# I'm scaring myself now



## honesttjohn (Feb 17, 2015)

Had a guy buy a customized Polish Eagle and then asked if I could make a sign for a craft shop in Oklahoma. Don't know the circumstances but he sent sent me a pic of the logo and said it had to able to be hung or attached to a wall - depending on the show. I made the frame and back out of maple and the sign from Corafoam, and then glued it in the frame, after painting with acrylics and spraying Rustoleum semi gloss clear, with TB Ultimate. Sent it off on the brown truck today.


----------



## old55 (Aug 11, 2013)

That looks great John.


----------



## DesertRatTom (Jul 3, 2012)

Nice job!

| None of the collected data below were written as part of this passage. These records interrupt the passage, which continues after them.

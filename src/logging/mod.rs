use std::fmt;
use tracing::Level;
use tracing_subscriber::fmt::format::FmtSpan;
use tracing_subscriber::fmt::time::FormatTime;
use tracing_subscriber::EnvFilter;

struct NoTime;

impl FormatTime for NoTime {
    fn format_time(&self, _: &mut tracing_subscriber::fmt::format::Writer<'_>) -> fmt::Result {
        Ok(())
    }
}

#[derive(clap::ValueEnum, Clone, Debug, PartialEq, Eq)]
pub enum LogLevel {
    Debug,
    Info,
    Warn,
    Error,
}

impl From<LogLevel> for Level {
    fn from(level: LogLevel) -> Self {
        match level {
            LogLevel::Debug => Level::DEBUG,
            LogLevel::Info => Level::INFO,
            LogLevel::Warn => Level::WARN,
            LogLevel::Error => Level::ERROR,
        }
    }
}

#[derive(clap::ValueEnum, Clone, Debug, PartialEq, Eq)]
pub enum LogFormat {
    /// Human readable lines without timestamps
    Text,
    /// One JSON object per line
    Json,
}

/// Directives used when RUST_LOG is not set. `tower_http` request spans
/// follow the crate level so `debug` shows per-request traces.
fn default_directives(log_level: &LogLevel) -> String {
    let level = Level::from(log_level.clone()).to_string().to_lowercase();
    format!("{level},tower_http={level}")
}

pub fn init(log_level: LogLevel, log_format: LogFormat) {
    let filter = EnvFilter::try_from_default_env()
        .unwrap_or_else(|_| EnvFilter::new(default_directives(&log_level)));

    match log_format {
        LogFormat::Text => tracing_subscriber::fmt()
            .with_timer(NoTime)
            .with_target(false)
            .with_span_events(FmtSpan::NONE)
            .with_level(true)
            .with_ansi(true)
            .with_env_filter(filter)
            .init(),
        LogFormat::Json => tracing_subscriber::fmt()
            .json()
            .with_target(true)
            .with_env_filter(filter)
            .init(),
    }
}
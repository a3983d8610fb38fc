use std::sync::Arc;
use tracing::{info, warn};

use crate::ipfs::{IpfsUploadConfig, IpfsUploadProvider};
use crate::server::error::UploadError;

pub mod api;
pub mod error;
pub mod handlers;
pub mod router;
#[cfg(test)]
pub(crate) mod testing;

pub use handlers::{handle_upload_file, handle_upload_files};
pub use router::build_router;

/// The upload provider, or why there is none.
/// The server runs without credentials and reports the reason on every upload.
#[derive(Clone)]
pub enum Uploader {
    Ready(Arc<dyn IpfsUploadProvider>),
    Unconfigured(Arc<str>),
}

impl Uploader {
    pub fn from_config(config: &IpfsUploadConfig) -> Self {
        match config.create_provider() {
            Ok(provider) => {
                info!(
                    "Created IPFS upload provider {} ({})",
                    provider.provider_type(),
                    provider.provider_url()
                );
                Uploader::Ready(provider)
            }
            Err(e) => {
                let reason = format!("{e:#}");
                warn!(
                    "IPFS upload provider {} unavailable, uploads will be rejected: {}",
                    config.provider_type(),
                    reason
                );
                Uploader::Unconfigured(reason.into())
            }
        }
    }

    pub fn is_ready(&self) -> bool {
        matches!(self, Uploader::Ready(_))
    }

    pub fn provider(&self) -> Result<Arc<dyn IpfsUploadProvider>, UploadError> {
        match self {
            Uploader::Ready(provider) => Ok(provider.clone()),
            Uploader::Unconfigured(reason) => Err(UploadError::Unconfigured(reason.to_string())),
        }
    }
}

#[derive(Clone)]
pub struct AppState {
    pub uploader: Uploader,
}

impl AppState {
    pub fn new(uploader: Uploader) -> Self {
        Self { uploader }
    }

    pub fn from_config(config: &IpfsUploadConfig) -> Self {
        Self::new(Uploader::from_config(config))
    }
}
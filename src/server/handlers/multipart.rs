use axum::body::Bytes;
use axum::extract::multipart::{Multipart, MultipartError, MultipartRejection};
use axum::http::StatusCode;
use tracing::debug;

use crate::ipfs::file::sanitize_file_name;
use crate::ipfs::IpfsFile;
use crate::server::error::UploadError;

/// A file part read from a multipart form
#[derive(Debug, Clone)]
pub struct ReceivedFile {
    pub file_name: String,
    pub bytes: Bytes,
}

impl ReceivedFile {
    pub fn into_ipfs_file(self) -> IpfsFile {
        IpfsFile::from_bytes(&self.file_name, &self.bytes)
    }
}

/// Why a form could not be read, with the status to answer with
#[derive(Debug, Clone, PartialEq, Eq)]
pub struct FormError {
    pub status: StatusCode,
    pub reason: String,
}

impl FormError {
    /// Error for routes that expect a single file
    pub fn into_file_error(self) -> UploadError {
        UploadError::InvalidFile {
            status: self.status,
            reason: self.reason,
        }
    }

    /// Error for routes that read a whole form
    pub fn into_form_error(self) -> UploadError {
        UploadError::InvalidForm {
            status: self.status,
            reason: self.reason,
        }
    }
}

impl From<MultipartRejection> for FormError {
    fn from(rejection: MultipartRejection) -> Self {
        Self {
            status: rejection.status(),
            reason: rejection.body_text(),
        }
    }
}

impl From<MultipartError> for FormError {
    fn from(err: MultipartError) -> Self {
        Self {
            status: err.status(),
            reason: err.body_text(),
        }
    }
}

/// Read the file parts named `field_name` in form order, up to `max_files`.
/// Parts under other names, and parts without a usable file name, are skipped.
pub async fn collect_files(
    multipart: &mut Multipart,
    field_name: &str,
    max_files: Option<usize>,
) -> Result<Vec<ReceivedFile>, FormError> {
    let mut files = Vec::new();
    while let Some(field) = multipart.next_field().await? {
        if field.name() != Some(field_name) {
            debug!("Skipping multipart field {:?}", field.name());
            continue;
        }
        let Some(file_name) = field.file_name().and_then(sanitize_file_name) else {
            debug!("Skipping '{}' part without a file name", field_name);
            continue;
        };
        let bytes = field.bytes().await?;
        debug!("Received '{}' ({} bytes)", file_name, bytes.len());
        files.push(ReceivedFile { file_name, bytes });
        if max_files.is_some_and(|max| files.len() >= max) {
            break;
        }
    }
    Ok(files)
}
use std::time::Duration;

use anyhow::{Context, Result};
use axum::extract::DefaultBodyLimit;
use axum::http::{header, HeaderValue, Method};
use axum::{
    routing::{get, post},
    Json, Router,
};
use tower_http::cors::{AllowOrigin, Any, CorsLayer};
use tower_http::trace::TraceLayer;
use utoipa::OpenApi;

use crate::config::ServerConfig;
use crate::server::api::{
    ErrorResponse, UploadFileForm, UploadFileResponse, UploadFilesForm, UploadFilesResponse,
};
use crate::server::handlers::handle_upload_file::{__path_handle_upload_file, handle_upload_file};
use crate::server::handlers::handle_upload_files::{
    __path_handle_upload_files, handle_upload_files,
};
use crate::server::AppState;

pub const OPENAPI_PATH: &str = "/api-docs/openapi.json";

#[derive(OpenApi)]
#[openapi(
    paths(handle_upload_file, handle_upload_files),
    components(schemas(
        UploadFileForm,
        UploadFilesForm,
        UploadFileResponse,
        UploadFilesResponse,
        ErrorResponse
    )),
    tags((name = "uploads", description = "Relay multipart uploads to IPFS")),
    info(
        title = "pinrelay",
        description = "Accepts multipart file uploads, base64-encodes them and forwards them to an IPFS upload API."
    )
)]
pub struct ApiDoc;

async fn openapi_json() -> Json<utoipa::openapi::OpenApi> {
    Json(ApiDoc::openapi())
}

/// Permissive by default: any origin, the usual methods and headers, 12h preflight cache
fn cors_layer(allowed_origins: &[String]) -> Result<CorsLayer> {
    let layer = CorsLayer::new()
        .allow_methods([
            Method::GET,
            Method::POST,
            Method::PUT,
            Method::PATCH,
            Method::DELETE,
            Method::HEAD,
            Method::OPTIONS,
        ])
        .allow_headers([header::ORIGIN, header::CONTENT_LENGTH, header::CONTENT_TYPE])
        .max_age(Duration::from_secs(12 * 60 * 60));

    if allowed_origins.is_empty() {
        return Ok(layer.allow_origin(Any));
    }
    let origins = allowed_origins
        .iter()
        .map(|origin| {
            HeaderValue::from_str(origin)
                .with_context(|| format!("Invalid CORS origin '{origin}'"))
        })
        .collect::<Result<Vec<_>>>()?;
    Ok(layer.allow_origin(AllowOrigin::list(origins)))
}

pub fn build_router(state: AppState, server_config: &ServerConfig) -> Result<Router> {
    let upload_router = Router::new()
        .route("/upload-file", post(handle_upload_file))
        .route("/upload-files", post(handle_upload_files))
        .layer(DefaultBodyLimit::max(server_config.max_upload_bytes))
        .with_state(state);

    let router = Router::new()
        .route(OPENAPI_PATH, get(openapi_json))
        .merge(upload_router)
        .layer(cors_layer(&server_config.allowed_origins)?)
        .layer(TraceLayer::new_for_http());

    Ok(router)
}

You've got a nice customer base built up.


----------



## marecat3 (Nov 30, 2010)

great looking


----------



## MEBCWD (Jan 14, 2012)

Still working on Polish signs I see. 

Really nice-looking sign. I'm sure they will be happy with it.


----------



## difalkner (Jan 3, 2012)

Great job, John!!

David


----------



## TenGees (Sep 12, 2012)

Very nice, John. Turned out really well.


----------



## OCEdesigns (Jan 31, 2019)

Looks really nice!


----------



## badluck (Nov 18, 2020)

What do you mean by Polish Eagle?
Is it the Polish flag?


----------



## old55 (Aug 11, 2013)

Welcome to the forum @badluck


----------



## honesttjohn (Feb 17, 2015)

badluck said:


> What do you mean by Polish Eagle?
> Is it the Polish flag?


The Polish Eagle is the main symbol just like the bald eagle is in the USA - only been around about 1000 years longer.


----------



## badluck (Nov 18, 2020)

old55 said:


> Welcome to the forum @badluck


Thanks, I appreciate that.


----------



## badluck (Nov 18, 2020)

honesttjohn said:


> The Polish Eagle is the main symbol just like the bald eagle is in the USA - only been around about 1000 years longer.
> View attachment 397923


I did look it up after I asked my question.
But thanks for the explanation.


----------



## kcortese12 (Nov 12, 2019)

You did a fantastic job on your customers custom sign. You should be proud of it.


----------